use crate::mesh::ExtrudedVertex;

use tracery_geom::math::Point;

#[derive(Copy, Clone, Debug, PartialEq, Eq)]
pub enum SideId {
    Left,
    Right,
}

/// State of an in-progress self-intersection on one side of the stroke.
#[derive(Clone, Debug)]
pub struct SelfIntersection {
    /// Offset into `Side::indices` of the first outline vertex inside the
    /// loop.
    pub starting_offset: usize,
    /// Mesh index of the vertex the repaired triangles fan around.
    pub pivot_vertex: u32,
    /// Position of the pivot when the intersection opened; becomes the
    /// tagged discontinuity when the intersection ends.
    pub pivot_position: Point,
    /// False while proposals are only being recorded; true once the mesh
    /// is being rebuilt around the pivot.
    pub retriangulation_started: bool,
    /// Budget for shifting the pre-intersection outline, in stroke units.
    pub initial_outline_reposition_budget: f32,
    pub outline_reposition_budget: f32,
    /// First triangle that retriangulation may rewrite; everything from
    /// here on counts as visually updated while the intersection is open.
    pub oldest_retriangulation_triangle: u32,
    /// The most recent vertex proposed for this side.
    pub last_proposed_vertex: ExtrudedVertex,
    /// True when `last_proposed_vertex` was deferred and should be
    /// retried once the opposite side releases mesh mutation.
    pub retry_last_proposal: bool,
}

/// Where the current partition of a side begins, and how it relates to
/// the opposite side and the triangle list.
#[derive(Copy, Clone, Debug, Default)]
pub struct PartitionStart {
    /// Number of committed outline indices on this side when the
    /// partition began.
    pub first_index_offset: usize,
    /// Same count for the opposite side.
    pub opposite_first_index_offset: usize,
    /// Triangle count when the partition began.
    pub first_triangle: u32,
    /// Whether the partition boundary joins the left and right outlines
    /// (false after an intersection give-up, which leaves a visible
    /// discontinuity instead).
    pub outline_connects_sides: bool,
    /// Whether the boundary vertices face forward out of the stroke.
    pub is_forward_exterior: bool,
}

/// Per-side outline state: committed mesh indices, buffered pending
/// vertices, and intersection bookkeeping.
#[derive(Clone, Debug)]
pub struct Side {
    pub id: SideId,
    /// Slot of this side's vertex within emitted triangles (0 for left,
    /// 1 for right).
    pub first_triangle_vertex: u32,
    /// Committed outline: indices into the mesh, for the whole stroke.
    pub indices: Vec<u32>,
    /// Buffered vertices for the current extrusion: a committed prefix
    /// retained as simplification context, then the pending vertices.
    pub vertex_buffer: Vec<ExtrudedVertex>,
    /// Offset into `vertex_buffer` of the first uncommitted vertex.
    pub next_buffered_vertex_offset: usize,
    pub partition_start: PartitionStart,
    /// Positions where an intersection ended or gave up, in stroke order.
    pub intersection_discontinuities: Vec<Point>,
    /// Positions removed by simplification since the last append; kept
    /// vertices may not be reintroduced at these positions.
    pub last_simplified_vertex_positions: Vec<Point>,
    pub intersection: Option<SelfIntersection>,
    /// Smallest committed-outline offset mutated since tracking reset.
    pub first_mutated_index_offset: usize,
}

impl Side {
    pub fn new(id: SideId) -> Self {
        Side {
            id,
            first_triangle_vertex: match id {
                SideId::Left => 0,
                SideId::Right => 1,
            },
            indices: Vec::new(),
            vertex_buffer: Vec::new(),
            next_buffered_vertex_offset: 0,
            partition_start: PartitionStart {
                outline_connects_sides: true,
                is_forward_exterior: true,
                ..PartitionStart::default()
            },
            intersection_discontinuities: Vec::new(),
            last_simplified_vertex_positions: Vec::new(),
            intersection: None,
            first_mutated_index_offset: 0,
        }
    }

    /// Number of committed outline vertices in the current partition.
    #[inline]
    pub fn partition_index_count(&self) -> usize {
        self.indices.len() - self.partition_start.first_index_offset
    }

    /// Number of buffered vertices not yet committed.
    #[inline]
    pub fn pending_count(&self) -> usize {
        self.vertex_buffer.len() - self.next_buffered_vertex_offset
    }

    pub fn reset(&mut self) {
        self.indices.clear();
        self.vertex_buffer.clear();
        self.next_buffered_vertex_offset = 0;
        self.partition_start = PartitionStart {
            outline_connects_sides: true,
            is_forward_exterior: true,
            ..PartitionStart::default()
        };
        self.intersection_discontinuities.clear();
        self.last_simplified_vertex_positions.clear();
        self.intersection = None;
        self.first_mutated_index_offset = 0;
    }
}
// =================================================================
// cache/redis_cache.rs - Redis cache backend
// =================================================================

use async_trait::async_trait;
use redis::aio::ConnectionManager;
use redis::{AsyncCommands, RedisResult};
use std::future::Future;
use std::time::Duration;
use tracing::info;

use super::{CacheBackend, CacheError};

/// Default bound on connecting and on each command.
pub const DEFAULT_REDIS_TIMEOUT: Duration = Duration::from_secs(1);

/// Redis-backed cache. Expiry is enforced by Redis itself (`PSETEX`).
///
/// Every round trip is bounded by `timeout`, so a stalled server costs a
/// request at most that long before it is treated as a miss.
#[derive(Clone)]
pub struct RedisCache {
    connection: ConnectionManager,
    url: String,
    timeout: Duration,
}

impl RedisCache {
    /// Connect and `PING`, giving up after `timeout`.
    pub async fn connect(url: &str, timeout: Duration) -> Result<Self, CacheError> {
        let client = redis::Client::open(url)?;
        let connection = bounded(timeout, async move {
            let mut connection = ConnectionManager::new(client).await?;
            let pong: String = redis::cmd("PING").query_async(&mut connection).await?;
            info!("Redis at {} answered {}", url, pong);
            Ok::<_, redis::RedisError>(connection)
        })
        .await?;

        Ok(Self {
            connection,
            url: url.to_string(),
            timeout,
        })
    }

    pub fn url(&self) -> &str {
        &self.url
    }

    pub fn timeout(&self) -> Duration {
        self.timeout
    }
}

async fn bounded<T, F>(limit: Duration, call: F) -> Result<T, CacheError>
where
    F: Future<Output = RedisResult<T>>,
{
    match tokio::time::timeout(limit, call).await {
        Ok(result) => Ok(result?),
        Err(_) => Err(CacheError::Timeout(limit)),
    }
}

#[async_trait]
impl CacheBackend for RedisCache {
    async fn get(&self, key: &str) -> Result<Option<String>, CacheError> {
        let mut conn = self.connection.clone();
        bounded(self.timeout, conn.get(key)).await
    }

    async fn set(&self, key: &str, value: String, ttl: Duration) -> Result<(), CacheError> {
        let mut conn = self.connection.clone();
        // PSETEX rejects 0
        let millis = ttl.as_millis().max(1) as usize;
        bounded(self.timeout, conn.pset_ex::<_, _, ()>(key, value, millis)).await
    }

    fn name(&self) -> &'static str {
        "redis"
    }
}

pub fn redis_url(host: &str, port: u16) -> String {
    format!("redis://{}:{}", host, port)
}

====

*Aim of the task*.
For this exercise, the records above must be returned exactly.

*Solution to the problem*.
use crate::mesh::ExtrudedVertex;

use tracery_geom::math::Point;

#[derive(Copy, Clone, Debug, PartialEq, Eq)]
pub enum SideId {
    Left,
    Right,
}

/// State of an in-progress self-intersection on one side of the stroke.
#[derive(Clone, Debug)]
pub struct SelfIntersection {
    /// Offset into `Side::indices` of the first outline vertex inside the
    /// loop.
    pub starting_offset: usize,
    /// Mesh index of the vertex the repaired triangles fan around.
    pub pivot_vertex: u32,
    /// Position of the pivot when the intersection opened; becomes the
    /// tagged discontinuity when the intersection ends.
    pub pivot_position: Point,
    /// False while proposals are only being recorded; true once the mesh
    /// is being rebuilt around the pivot.
    pub retriangulation_started: bool,
    /// Budget for shifting the pre-intersection outline, in stroke units.
    pub initial_outline_reposition_budget: f32,
    pub outline_reposition_budget: f32,
    /// First triangle that retriangulation may rewrite; everything from
    /// here on counts as visually updated while the intersection is open.
    pub oldest_retriangulation_triangle: u32,
    /// The most recent vertex proposed for this side.
    pub last_proposed_vertex: ExtrudedVertex,
    /// True when `last_proposed_vertex` was deferred and should be
    /// retried once the opposite side releases mesh mutation.
    pub retry_last_proposal: bool,
}

/// Where the current partition of a side begins, and how it relates to
/// the opposite side and the triangle list.
#[derive(Copy, Clone, Debug, Default)]
pub struct PartitionStart {
    /// Number of committed outline indices on this side when the
    /// partition began.
    pub first_index_offset: usize,
    /// Same count for the opposite side.
    pub opposite_first_index_offset: usize,
    /// Triangle count when the partition began.
    pub first_triangle: u32,
    /// Whether the partition boundary joins the left and right outlines
    /// (false after an intersection give-up, which leaves a visible
    /// discontinuity instead).
    pub outline_connects_sides: bool,
    /// Whether the boundary vertices face forward out of the stroke.
    pub is_forward_exterior: bool,
}

/// Per-side outline state: committed mesh indices, buffered pending
/// vertices, and intersection bookkeeping.
#[derive(Clone, Debug)]
pub struct Side {
    pub id: SideId,
    /// Slot of this side's vertex within emitted triangles (0 for left,
    /// 1 for right).
    pub first_triangle_vertex: u32,
    /// Committed outline: indices into the mesh, for the whole stroke.
    pub indices: Vec<u32>,
    /// Buffered vertices for the current extrusion: a committed prefix
    /// retained as simplification context, then the pending vertices.
    pub vertex_buffer: Vec<ExtrudedVertex>,
    /// Offset into `vertex_buffer` of the first uncommitted vertex.
    pub next_buffered_vertex_offset: usize,
    pub partition_start: PartitionStart,
    /// Positions where an intersection ended or gave up, in stroke order.
    pub intersection_discontinuities: Vec<Point>,
    /// Positions removed by simplification since the last append; kept
    /// vertices may not be reintroduced at these positions.
    pub last_simplified_vertex_positions: Vec<Point>,
    pub intersection: Option<SelfIntersection>,
    /// Smallest committed-outline offset mutated since tracking reset.
    pub first_mutated_index_offset: usize,
}

impl Side {
    pub fn new(id: SideId) -> Self {
        Side {
            id,
            first_triangle_vertex: match id {
                SideId::Left => 0,
                SideId::Right => 1,
            },
            indices: Vec::new(),
            vertex_buffer: Vec::new(),
            next_buffered_vertex_offset: 0,
            partition_start: PartitionStart {
                outline_connects_sides: true,
                is_forward_exterior: true,
                ..PartitionStart::default()
            },
            intersection_discontinuities: Vec::new(),
            last_simplified_vertex_positions: Vec::new(),
            intersection: None,
            first_mutated_index_offset: 0,
        }
    }

    /// Number of committed outline vertices in the current partition.
    #[inline]
    pub fn partition_index_count(&self) -> usize {
        self.indices.len() - self.partition_start.first_index_offset
    }

    /// Number of buffered vertices not yet committed.
    #[inline]
    pub fn pending_count(&self) -> usize {
        self.vertex_buffer.len() - self.next_buffered_vertex_offset
    }

    pub fn reset(&mut self) {
        self.indices.clear();
        self.vertex_buffer.clear();
        self.next_buffered_vertex_offset = 0;
        self.partition_start = PartitionStart {
            outline_connects_sides: true,
            is_forward_exterior: true,
            ..PartitionStart::default()
        };
        self.intersection_discontinuities.clear();
        self.last_simplified_vertex_positions.clear();
        self.intersection = None;
        self.first_mutated_index_offset = 0;
    }
}
// =================================================================
// cache/redis_cache.rs - Redis cache backend
// =================================================================

use async_trait::async_trait;
use redis::aio::ConnectionManager;
use redis::{AsyncCommands, RedisResult};
use std::future::Future;
use std::time::Duration;
use tracing::info;

use super::{CacheBackend, CacheError};

/// Default bound on connecting and on each command.
pub const DEFAULT_REDIS_TIMEOUT: Duration = Duration::from_secs(1);

/// Redis-backed cache. Expiry is enforced by Redis itself (`PSETEX`).
///
/// Every round trip is bounded by `timeout`, so a stalled server costs a
/// request at most that long before it is treated as a miss.
#[derive(Clone)]
pub struct RedisCache {
    connection: ConnectionManager,
    url: String,
    timeout: Duration,
}

impl RedisCache {
    /// Connect and `PING`, giving up after `timeout`.
    pub async fn connect(url: &str, timeout: Duration) -> Result<Self, CacheError> {
        let client = redis::Client::open(url)?;
        let connection = bounded(timeout, async move {
            let mut connection = ConnectionManager::new(client).await?;
            let pong: String = redis::cmd("PING").query_async(&mut connection).await?;
            info!("Redis at {} answered {}", url, pong);
            Ok::<_, redis::RedisError>(connection)
        })
        .await?;

        Ok(Self {
            connection,
            url: url.to_string(),
            timeout,
        })
    }

    pub fn url(&self) -> &str {
        &self.url
    }

    pub fn timeout(&self) -> Duration {
        self.timeout
    }
}

async fn bounded<T, F>(limit: Duration, call: F) -> Result<T, CacheError>
where
    F: Future<Output = RedisResult<T>>,
{
    match tokio::time::timeout(limit, call).await {
        Ok(result) => Ok(result?),
        Err(_) => Err(CacheError::Timeout(limit)),
    }
}

#[async_trait]
impl CacheBackend for RedisCache {
    async fn get(&self, key: &str) -> Result<Option<String>, CacheError> {
        let mut conn = self.connection.clone();
        bounded(self.timeout, conn.get(key)).await
    }

    async fn set(&self, key: &str, value: String, ttl: Duration) -> Result<(), CacheError> {
        let mut conn = self.connection.clone();
        // PSETEX rejects 0
        let millis = ttl.as_millis().max(1) as usize;
        bounded(self.timeout, conn.pset_ex::<_, _, ()>(key, value, millis)).await
    }

    fn name(&self) -> &'static str {
        "redis"
    }
}

pub fn redis_url(host: &str, port: u16) -> String {
    format!("redis://{}:{}", host, port)
}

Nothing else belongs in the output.